Questo rapido schizzo degli anni che caratterizzano la fine del XIX può già bastare
a intuire il quadro ben più articolato e variegato delle problematiche dinamiche che
portarono al lento ingresso dello scrivere femminile negli spazi ufficiali della tradizione
culturale. E proprio da questi presupposti pregiudizievoli e sfavorevoli, che avrebbero
voluto continuare a confinare la donna nell’isolamento e nell’ignoranza, nasce la
motivazione di questo lavoro di tesi, il cui obiettivo è quello di tentare di recuperare, per
quanto possibile, l’opera e il vissuto di una di quelle “oscure signore ripescate dal
silenzio”, se così possiamo definirle. Riscrivere la storia della letteratura femminile nel
corso del Novecento significherà allora ricostruire le tappe dell’esclusione della donna
dalla società e, al tempo stesso, restituirle la possibilità di autodefinirsi, nell’unico spazio
di espressione concesso, dopo millenni di definizione da parte della cultura maschile.

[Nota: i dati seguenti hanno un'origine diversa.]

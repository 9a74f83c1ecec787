//! Filename Metadata Parser
//!
//! Exports are named after the counselling they belong to, e.g.
//! `AIQ_PG_2023_Round_2.xlsx` or `KEA-2024-R1.csv`. A file whose name does
//! not yield all three of counselling type, year and round is skipped.

use crate::model::ImportContext;
use std::path::Path;

#[derive(Debug, Clone)]
pub struct FilenameParser {
    counselling_types: Vec<String>,
}

impl FilenameParser {
    pub fn new(counselling_types: &[String]) -> Self {
        Self {
            counselling_types: counselling_types.iter().map(|t| t.to_uppercase()).collect(),
        }
    }

    pub fn parse(&self, path: &Path) -> Option<ImportContext> {
        let stem = path.file_stem()?.to_str()?;
        let tokens: Vec<String> = stem
            .split(|c: char| c == '_' || c == '-' || c == '.' || c.is_whitespace())
            .filter(|t| !t.is_empty())
            .map(|t| t.to_uppercase())
            .collect();

        let counselling_type = tokens
            .iter()
            .find(|t| self.counselling_types.contains(t))?
            .clone();

        let year = tokens
            .iter()
            .filter(|t| t.len() == 4)
            .filter_map(|t| t.parse::<i32>().ok())
            .find(|y| (2000..=2100).contains(y))?;

        let round = parse_round(&tokens)?;

        Some(ImportContext {
            counselling_type,
            year,
            round,
        })
    }
}

/// `R2`, `ROUND2`, or `ROUND` followed by `2`
fn parse_round(tokens: &[String]) -> Option<u32> {
    for (i, token) in tokens.iter().enumerate() {
        let digits = token
            .strip_prefix("ROUND")
            .or_else(|| token.strip_prefix('R'))
            .filter(|rest| rest.bytes().all(|b| b.is_ascii_digit()));

        match digits {
            Some("") if token == "ROUND" => {
                if let Some(n) = tokens.get(i + 1).and_then(|next| next.parse().ok()) {
                    return Some(n);
                }
            }
            Some(rest) if !rest.is_empty() => return rest.parse().ok(),
            _ => {}
        }
    }
    None
}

In particolare, si tenterà di mettere in luce la figura di Lina Caico che, nell’assolato
borgo siciliano di Montedoro in provincia di Caltanissetta, con la sua abilità e la sua
passione diede l’avvio a un’impresa giornalistica manoscritta che per ben quindici anni,
dal 1909 al 1926, percorse tutto il territorio nazionale, in un coraggioso quanto
infaticabile andirivieni postale dei fascicoli mensili, ciascuno prodotto in un unico
esemplare, di una rivista chiamata «Lucciola».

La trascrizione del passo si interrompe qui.